Problem details:
A single number is expected: the count of lines in the entries below that contain "NewQuoteLike".

Data for review:

//! # Quote Like Entity
//!
//! Membership of a user in a quote's set of likers.
//!
//! At most one row exists per `(user_id, quote_id)`; the store enforces this with
//! a uniqueness constraint. Rows are created by a like, deleted by an unlike and
//! never updated in place.

use crate::domain::value_objects::{LikeId, QuoteId, UserId};
use chrono::{DateTime, Utc};
use serde::{Deserialize, Serialize};

/// A like row that has not been persisted yet.
#[derive(Debug, Clone, PartialEq, Eq, Serialize, Deserialize)]
pub struct NewQuoteLike {
    /// The user liking the quote.
    pub user_id: UserId,
    /// The liked quote.
    pub quote_id: QuoteId,
    /// When the like happened (UTC).
    pub liked_at: DateTime<Utc>,
}

impl NewQuoteLike {
    /// Creates a like stamped with the current time.
    #[must_use]
    pub fn now(user_id: UserId, quote_id: QuoteId) -> Self {
        Self {
            user_id,
            quote_id,
            liked_at: Utc::now(),
        }
    }
}

/// A persisted like row.
#[derive(Debug, Clone, PartialEq, Eq, Serialize, Deserialize)]
pub struct QuoteLike {
    id: LikeId,
    user_id: UserId,
    quote_id: QuoteId,
    liked_at: DateTime<Utc>,
}

impl QuoteLike {
    /// Reconstructs a like read from storage.
    #[must_use]
    pub fn from_parts(
        id: LikeId,
        user_id: UserId,
        quote_id: QuoteId,
        liked_at: DateTime<Utc>,
    ) -> Self {
        Self {
            id,
            user_id,
            quote_id,
            liked_at,
        }
    }

    /// Persists a new like under the given id.
    #[must_use]
    pub fn persisted(id: LikeId, like: NewQuoteLike) -> Self {
        Self {
            id,
            user_id: like.user_id,
            quote_id: like.quote_id,
            liked_at: like.liked_at,
        }
    }

    /// Returns the row id.
    #[must_use]
    pub fn id(&self) -> LikeId {
        self.id
    }

    /// Returns the user.
    #[must_use]
    pub fn user_id(&self) -> &UserId {
        &self.user_id
    }

    /// Returns the liked quote.
    #[must_use]
    pub fn quote_id(&self) -> QuoteId {
        self.quote_id
    }

    /// Returns when the like happened.
    #[must_use]
    pub fn liked_at(&self) -> DateTime<Utc> {
        self.liked_at
    }
}

#[cfg(test)]
#[allow(clippy::unwrap_used)]
mod tests {
    use super::*;

    #[test]
    fn persisted_keeps_fields() {
        let new_like = NewQuoteLike::now(UserId::new("u1").unwrap(), QuoteId::new(5).unwrap());
        let liked_at = new_like.liked_at;
        let like = QuoteLike::persisted(LikeId::new(1), new_like);

        assert_eq!(like.id().get(), 1);
        assert_eq!(like.user_id().as_str(), "u1");
        assert_eq!(like.quote_id().get(), 5);
        assert_eq!(like.liked_at(), liked_at);
    }
}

Written answer:
4